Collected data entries

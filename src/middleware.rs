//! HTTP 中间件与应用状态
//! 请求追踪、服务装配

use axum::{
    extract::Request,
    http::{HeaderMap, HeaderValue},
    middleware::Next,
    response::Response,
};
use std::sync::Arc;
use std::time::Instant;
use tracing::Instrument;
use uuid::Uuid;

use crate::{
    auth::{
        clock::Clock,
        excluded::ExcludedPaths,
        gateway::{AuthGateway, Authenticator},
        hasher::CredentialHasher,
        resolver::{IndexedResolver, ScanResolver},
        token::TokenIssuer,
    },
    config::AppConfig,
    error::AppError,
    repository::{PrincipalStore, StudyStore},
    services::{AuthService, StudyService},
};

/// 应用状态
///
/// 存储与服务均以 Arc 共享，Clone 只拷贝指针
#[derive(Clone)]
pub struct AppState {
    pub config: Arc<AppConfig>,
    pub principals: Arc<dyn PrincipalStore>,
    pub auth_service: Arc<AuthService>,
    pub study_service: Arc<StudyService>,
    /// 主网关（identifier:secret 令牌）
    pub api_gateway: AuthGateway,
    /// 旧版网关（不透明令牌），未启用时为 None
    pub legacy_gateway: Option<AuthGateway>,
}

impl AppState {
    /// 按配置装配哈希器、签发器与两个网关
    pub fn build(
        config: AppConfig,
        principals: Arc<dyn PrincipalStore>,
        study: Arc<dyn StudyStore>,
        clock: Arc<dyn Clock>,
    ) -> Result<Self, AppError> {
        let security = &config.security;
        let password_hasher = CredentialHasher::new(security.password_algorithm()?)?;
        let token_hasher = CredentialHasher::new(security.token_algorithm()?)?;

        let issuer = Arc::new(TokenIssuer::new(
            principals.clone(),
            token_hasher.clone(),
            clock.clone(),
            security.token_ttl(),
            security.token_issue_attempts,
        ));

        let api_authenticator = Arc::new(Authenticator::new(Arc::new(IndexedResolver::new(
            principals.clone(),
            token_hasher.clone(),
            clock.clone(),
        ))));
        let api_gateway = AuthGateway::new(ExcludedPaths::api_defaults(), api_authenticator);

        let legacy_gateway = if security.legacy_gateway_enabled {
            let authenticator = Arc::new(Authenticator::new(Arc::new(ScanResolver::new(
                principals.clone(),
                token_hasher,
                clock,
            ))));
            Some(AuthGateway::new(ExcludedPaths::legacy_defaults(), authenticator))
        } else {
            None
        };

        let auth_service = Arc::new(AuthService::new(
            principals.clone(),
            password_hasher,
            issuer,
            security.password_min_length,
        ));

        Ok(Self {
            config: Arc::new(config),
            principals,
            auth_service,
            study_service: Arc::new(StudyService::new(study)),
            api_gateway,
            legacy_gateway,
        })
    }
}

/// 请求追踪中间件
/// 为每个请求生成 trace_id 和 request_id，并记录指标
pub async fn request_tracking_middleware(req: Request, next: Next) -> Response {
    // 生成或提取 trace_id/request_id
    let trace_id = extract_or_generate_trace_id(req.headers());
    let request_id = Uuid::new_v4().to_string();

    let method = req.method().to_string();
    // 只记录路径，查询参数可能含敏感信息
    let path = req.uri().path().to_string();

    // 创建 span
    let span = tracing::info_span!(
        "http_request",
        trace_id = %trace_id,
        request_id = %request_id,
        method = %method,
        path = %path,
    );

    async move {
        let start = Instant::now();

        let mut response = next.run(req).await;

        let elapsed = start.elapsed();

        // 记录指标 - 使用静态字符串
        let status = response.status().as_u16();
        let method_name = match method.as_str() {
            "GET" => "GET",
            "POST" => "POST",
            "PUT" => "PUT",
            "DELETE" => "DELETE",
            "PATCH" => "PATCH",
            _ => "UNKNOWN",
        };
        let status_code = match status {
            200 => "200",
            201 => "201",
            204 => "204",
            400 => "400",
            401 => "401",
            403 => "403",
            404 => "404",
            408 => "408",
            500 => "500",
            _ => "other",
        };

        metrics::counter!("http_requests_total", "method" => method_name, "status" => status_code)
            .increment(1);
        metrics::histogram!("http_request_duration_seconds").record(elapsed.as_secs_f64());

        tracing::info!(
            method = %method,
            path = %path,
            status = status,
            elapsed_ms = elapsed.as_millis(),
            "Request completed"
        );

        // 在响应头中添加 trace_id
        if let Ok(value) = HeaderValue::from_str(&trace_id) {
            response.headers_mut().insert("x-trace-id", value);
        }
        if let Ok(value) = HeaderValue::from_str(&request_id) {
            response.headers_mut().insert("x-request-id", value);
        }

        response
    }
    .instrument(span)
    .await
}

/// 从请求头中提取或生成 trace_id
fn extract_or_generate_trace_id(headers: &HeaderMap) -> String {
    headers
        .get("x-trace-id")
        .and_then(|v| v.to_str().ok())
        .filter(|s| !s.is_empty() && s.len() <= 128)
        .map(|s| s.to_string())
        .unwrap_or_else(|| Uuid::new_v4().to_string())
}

• Description of the task: Every entry, from first to last, should be written out exactly.

• Answer section:
filename src/middleware.rs
//! HTTP 中间件与应用状态
//! 请求追踪、服务装配

use axum::{
    extract::Request,
    http::{HeaderMap, HeaderValue},
    middleware::Next,
    response::Response,
};
use std::sync::Arc;
use std::time::Instant;
use tracing::Instrument;
use uuid::Uuid;

use crate::{
    auth::{
        clock::Clock,
        excluded::ExcludedPaths,
        gateway::{AuthGateway, Authenticator},
        hasher::CredentialHasher,
        resolver::{IndexedResolver, ScanResolver},
        token::TokenIssuer,
    },
    config::AppConfig,
    error::AppError,
    repository::{PrincipalStore, StudyStore},
    services::{AuthService, StudyService},
};

/// 应用状态
///
/// 存储与服务均以 Arc 共享，Clone 只拷贝指针
#[derive(Clone)]
pub struct AppState {
    pub config: Arc<AppConfig>,
    pub principals: Arc<dyn PrincipalStore>,
    pub auth_service: Arc<AuthService>,
    pub study_service: Arc<StudyService>,
    /// 主网关（identifier:secret 令牌）
    pub api_gateway: AuthGateway,
    /// 旧版网关（不透明令牌），未启用时为 None
    pub legacy_gateway: Option<AuthGateway>,
}

impl AppState {
    /// 按配置装配哈希器、签发器与两个网关
    pub fn build(
        config: AppConfig,
        principals: Arc<dyn PrincipalStore>,
        study: Arc<dyn StudyStore>,
        clock: Arc<dyn Clock>,
    ) -> Result<Self, AppError> {
        let security = &config.security;
        let password_hasher = CredentialHasher::new(security.password_algorithm()?)?;
        let token_hasher = CredentialHasher::new(security.token_algorithm()?)?;

        let issuer = Arc::new(TokenIssuer::new(
            principals.clone(),
            token_hasher.clone(),
            clock.clone(),
            security.token_ttl(),
            security.token_issue_attempts,
        ));

        let api_authenticator = Arc::new(Authenticator::new(Arc::new(IndexedResolver::new(
            principals.clone(),
            token_hasher.clone(),
            clock.clone(),
        ))));
        let api_gateway = AuthGateway::new(ExcludedPaths::api_defaults(), api_authenticator);

        let legacy_gateway = if security.legacy_gateway_enabled {
            let authenticator = Arc::new(Authenticator::new(Arc::new(ScanResolver::new(
                principals.clone(),
                token_hasher,
                clock,
            ))));
            Some(AuthGateway::new(ExcludedPaths::legacy_defaults(), authenticator))
        } else {
            None
        };

        let auth_service = Arc::new(AuthService::new(
            principals.clone(),
            password_hasher,
            issuer,
            security.password_min_length,
        ));

        Ok(Self {
            config: Arc::new(config),
            principals,
            auth_service,
            study_service: Arc::new(StudyService::new(study)),
            api_gateway,
            legacy_gateway,
        })
    }
}

/// 请求追踪中间件
/// 为每个请求生成 trace_id 和 request_id，并记录指标
pub async fn request_tracking_middleware(req: Request, next: Next) -> Response {
    // 生成或提取 trace_id/request_id
    let trace_id = extract_or_generate_trace_id(req.headers());
    let request_id = Uuid::new_v4().to_string();

    let method = req.method().to_string();
    // 只记录路径，查询参数可能含敏感信息
    let path = req.uri().path().to_string();

    // 创建 span
    let span = tracing::info_span!(
        "http_request",
        trace_id = %trace_id,
        request_id = %request_id,
        method = %method,
        path = %path,
    );

    async move {
        let start = Instant::now();

        let mut response = next.run(req).await;

        let elapsed = start.elapsed();

        // 记录指标 - 使用静态字符串
        let status = response.status().as_u16();
        let method_name = match method.as_str() {
            "GET" => "GET",
            "POST" => "POST",
            "PUT" => "PUT",
            "DELETE" => "DELETE",
            "PATCH" => "PATCH",
            _ => "UNKNOWN",
        };
        let status_code = match status {
            200 => "200",
            201 => "201",
            204 => "204",
            400 => "400",
            401 => "401",
            403 => "403",
            404 => "404",
            408 => "408",
            500 => "500",
            _ => "other",
        };

        metrics::counter!("http_requests_total", "method" => method_name, "status" => status_code)
            .increment(1);
        metrics::histogram!("http_request_duration_seconds").record(elapsed.as_secs_f64());

        tracing::info!(
            method = %method,
            path = %path,
            status = status,
            elapsed_ms = elapsed.as_millis(),
            "Request completed"
        );

        // 在响应头中添加 trace_id
        if let Ok(value) = HeaderValue::from_str(&trace_id) {
            response.headers_mut().insert("x-trace-id", value);
        }
        if let Ok(value) = HeaderValue::from_str(&request_id) {
            response.headers_mut().insert("x-request-id", value);
        }

        response
    }
    .instrument(span)
    .await
}

/// 从请求头中提取或生成 trace_id
fn extract_or_generate_trace_id(headers: &HeaderMap) -> String {
    headers
        .get("x-trace-id")
        .and_then(|v| v.to_str().ok())
        .filter(|s| !s.is_empty() && s.len() <= 128)
        .map(|s| s.to_string())
        .unwrap_or_else(|| Uuid::new_v4().to_string())
}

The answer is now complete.